■ **Task details**: Extract, without alteration, each line from the start of the listing to the line bearing "2. *Hash*: render".

■ **Materials provided**:
Start of Block
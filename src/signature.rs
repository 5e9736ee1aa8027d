// SPDX-License-Identifier: Apache-2.0

//! Similarity signatures for path conditions.
//!
//! A signature is a fixed 16x64 bit matrix produced in two steps:
//!
//! 1. *Slice*: keep only the clauses that transitively influence the last
//!    clause of the path condition, where "influences" means sharing a
//!    symbolic origin. The closure is computed by repeated relaxation over
//!    the clause sequence so indirect chains (A depends on B depends on C)
//!    are captured.
//! 2. *Hash*: render each surviving clause both literally ("specific") and
//!    with decimal digits stripped ("general"), then for three fixed prime
//!    seeds set `bit[0][general_col]` and `bit[specific_row + 1][general_col]`.
//!
//! Row 0 records which general-shape buckets are touched at all; rows 1..=15
//! refine by specific-value bucket, so the classifier can tell apart
//! structurally similar but numerically different path conditions without
//! storing unbounded identifiers.

use std::collections::BTreeSet;
use std::fmt;

use crate::path::{Clause, OriginId, PathCondition};

pub const SIGNATURE_ROWS: usize = 16;
pub const SIGNATURE_COLS: usize = 64;

/// The three seeds used for the co-occurrence hashing. Small fixed primes;
/// changing them changes every stored signature, so they are not
/// configurable.
const HASH_SEEDS: [u64; 3] = [3, 5, 7];

/// Fixed-size bit matrix encoding of a sliced path condition. Row `r` is the
/// bit `r * 64 + c` convention packed as one `u64` per row.
#[derive(Clone, Copy, PartialEq, Eq, Hash, Default)]
pub struct Signature {
    rows: [u64; SIGNATURE_ROWS],
}

impl Signature {
    /// The all-zero signature: encoding of an empty (or fully sliced-away)
    /// path condition.
    pub fn empty() -> Self {
        Signature::default()
    }

    pub fn is_empty(&self) -> bool {
        self.rows.iter().all(|r| *r == 0)
    }

    fn set(&mut self, row: usize, col: usize) {
        debug_assert!(row < SIGNATURE_ROWS && col < SIGNATURE_COLS);
        self.rows[row] |= 1u64 << col;
    }

    pub fn bit(&self, row: usize, col: usize) -> bool {
        debug_assert!(row < SIGNATURE_ROWS && col < SIGNATURE_COLS);
        self.rows[row] & (1u64 << col) != 0
    }

    pub fn popcount(&self) -> u32 {
        self.rows.iter().map(|r| r.count_ones()).sum()
    }

    /// Jaccard-style bit similarity: `both / (both + at_least_one)`, where
    /// `both` counts positions set in both matrices and `at_least_one`
    /// counts positions set in exactly one. Two all-zero signatures have no
    /// evidence either way and score 0.0 (the degenerate case the classifier
    /// handles explicitly).
    pub fn similarity(&self, other: &Signature) -> f64 {
        let mut both = 0u32;
        let mut exactly_one = 0u32;
        for (a, b) in self.rows.iter().zip(other.rows.iter()) {
            both += (a & b).count_ones();
            exactly_one += (a ^ b).count_ones();
        }
        let denom = both + exactly_one;
        if denom == 0 {
            0.0
        } else {
            f64::from(both) / f64::from(denom)
        }
    }
}

impl fmt::Debug for Signature {
    fn fmt(&self, f: &mut fmt::Formatter<'_>) -> fmt::Result {
        write!(f, "Signature[")?;
        for (i, r) in self.rows.iter().enumerate() {
            if i > 0 {
                write!(f, ".")?;
            }
            write!(f, "{:016x}", r)?;
        }
        write!(f, "]")
    }
}

/// Seeded string bucket: blake3 with a domain prefix and the seed mixed in,
/// truncated to a u64. Deterministic across runs and platforms, unlike the
/// std `DefaultHasher`.
fn bucket(text: &str, seed: u64, modulus: u64) -> u64 {
    let mut hasher = blake3::Hasher::new();
    hasher.update(b"concolic-sched:sig");
    hasher.update(&seed.to_le_bytes());
    hasher.update(text.as_bytes());
    let digest = hasher.finalize();
    let word = u64::from_le_bytes(digest.as_bytes()[0..8].try_into().unwrap());
    word % modulus
}

/// The "general" rendering of a clause: its text with all ASCII decimal
/// digits stripped, collapsing distinct numeric identifiers of structurally
/// identical clauses.
fn general_text(clause: &Clause) -> String {
    clause.text.chars().filter(|c| !c.is_ascii_digit()).collect()
}

/// Keeps the clauses that transitively influence the last clause of `path`
/// through shared origins, preserving their relative order. Fixed point is
/// reached after at most `path.len()` relaxation passes.
pub fn slice_to_last(path: &PathCondition) -> Vec<&Clause> {
    let clauses = path.clauses();
    let Some(last) = clauses.last() else {
        return Vec::new();
    };
    let n = clauses.len();
    let mut included = vec![false; n];
    included[n - 1] = true;
    let mut relevant: BTreeSet<&OriginId> = last.origins.iter().collect();

    loop {
        let mut changed = false;
        // Backward pass: dependencies point from later clauses to the
        // origins established earlier.
        for i in (0..n - 1).rev() {
            if included[i] {
                continue;
            }
            if clauses[i].origins.iter().any(|o| relevant.contains(o)) {
                included[i] = true;
                relevant.extend(clauses[i].origins.iter());
                changed = true;
            }
        }
        if !changed {
            break;
        }
    }

    clauses
        .iter()
        .zip(included.iter())
        .filter_map(|(c, inc)| if *inc { Some(c) } else { None })
        .collect()
}

/// Encodes `path` into its signature. An empty path condition (or one whose
/// slice is empty) yields the all-zero signature, which is still a valid
/// classifier input.
pub fn encode(path: &PathCondition) -> Signature {
    let mut sig = Signature::empty();
    if path.is_empty() {
        return sig;
    }
    for clause in slice_to_last(path) {
        let general = general_text(clause);
        for seed in HASH_SEEDS {
            let col = bucket(&general, seed, SIGNATURE_COLS as u64) as usize;
            let row = bucket(&clause.text, seed, (SIGNATURE_ROWS - 1) as u64) as usize + 1;
            sig.set(0, col);
            sig.set(row, col);
        }
    }
    sig
}

#[cfg(test)]
mod tests {
    use super::*;
    use crate::path::OriginId;

    fn clause(text: &str, origins: &[&str]) -> Clause {
        Clause::new(text, origins.iter().map(|o| OriginId::from(*o)))
    }

    #[test]
    fn empty_path_encodes_to_zero() {
        let sig = encode(&PathCondition::default());
        assert!(sig.is_empty());
        assert_eq!(sig, Signature::empty());
    }

    #[test]
    fn encoding_is_deterministic() {
        let p = PathCondition::new(vec![
            clause("x0 > 10", &["x0"]),
            clause("y1 == x0 + 1", &["x0", "y1"]),
            clause("y1 < 100", &["y1"]),
        ]);
        assert_eq!(encode(&p), encode(&p));
    }

    #[test]
    fn slice_keeps_transitive_dependencies() {
        // c depends on b, b depends on a, d is unrelated.
        let a = clause("a0 > 0", &["a0"]);
        let b = clause("b0 == a0", &["a0", "b0"]);
        let d = clause("d0 != 7", &["d0"]);
        let c = clause("b0 < 5", &["b0"]);
        let p = PathCondition::new(vec![a.clone(), b.clone(), d, c.clone()]);
        let sliced: Vec<&Clause> = slice_to_last(&p);
        assert_eq!(sliced, vec![&a, &b, &c]);
    }

    #[test]
    fn slice_of_independent_last_clause_is_singleton() {
        let p = PathCondition::new(vec![
            clause("x > 0", &["x"]),
            clause("y > 0", &["y"]),
            clause("z > 0", &["z"]),
        ]);
        let sliced = slice_to_last(&p);
        assert_eq!(sliced.len(), 1);
        assert_eq!(sliced[0].text, "z > 0");
    }

    #[test]
    fn general_form_collapses_numeric_identifiers() {
        // Same structure, different numeric ids: the general row-0 buckets
        // must coincide.
        let p1 = PathCondition::new(vec![clause("x1 > 0", &["x1"])]);
        let p2 = PathCondition::new(vec![clause("x2 > 0", &["x2"])]);
        let s1 = encode(&p1);
        let s2 = encode(&p2);
        for col in 0..SIGNATURE_COLS {
            assert_eq!(s1.bit(0, col), s2.bit(0, col));
        }
        // But the full signatures differ in the refinement rows.
        assert_ne!(s1, s2);
    }

    #[test]
    fn row_zero_and_one_refinement_row_per_seed() {
        let p = PathCondition::new(vec![clause("x > 1", &["x"])]);
        let sig = encode(&p);
        // Row 0 has at most 3 bits (one per seed, collisions allowed), and
        // at least one.
        let row0: u32 = (0..SIGNATURE_COLS).filter(|c| sig.bit(0, *c)).count() as u32;
        assert!((1..=3).contains(&row0));
        // Each seed also sets exactly one refinement bit in rows 1..=15.
        let refinement: u32 = sig.popcount() - row0;
        assert!((1..=3).contains(&refinement));
    }

    #[test]
    fn similarity_bounds_and_identity() {
        let p = PathCondition::new(vec![clause("x > 1", &["x"]), clause("x < 9", &["x"])]);
        let q = PathCondition::new(vec![clause("k == 4", &["k"])]);
        let sp = encode(&p);
        let sq = encode(&q);
        assert_eq!(sp.similarity(&sp), 1.0);
        let s = sp.similarity(&sq);
        assert!((0.0..=1.0).contains(&s));
        assert_eq!(sp.similarity(&sq), sq.similarity(&sp));
    }

    #[test]
    fn zero_signatures_have_zero_similarity() {
        let z = Signature::empty();
        assert_eq!(z.similarity(&z), 0.0);
    }
}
End of Block
■ **Expected answer**:
filename src/signature.rs
repository 5e9736ee1aa8027d
// SPDX-License-Identifier: Apache-2.0

//! Similarity signatures for path conditions.
//!
//! A signature is a fixed 16x64 bit matrix produced in two steps:
//!
//! 1. *Slice*: keep only the clauses that transitively influence the last
//!    clause of the path condition, where "influences" means sharing a
//!    symbolic origin. The closure is computed by repeated relaxation over
//!    the clause sequence so indirect chains (A depends on B depends on C)
//!    are captured.
//! 2. *Hash*: render each surviving clause both literally ("specific") and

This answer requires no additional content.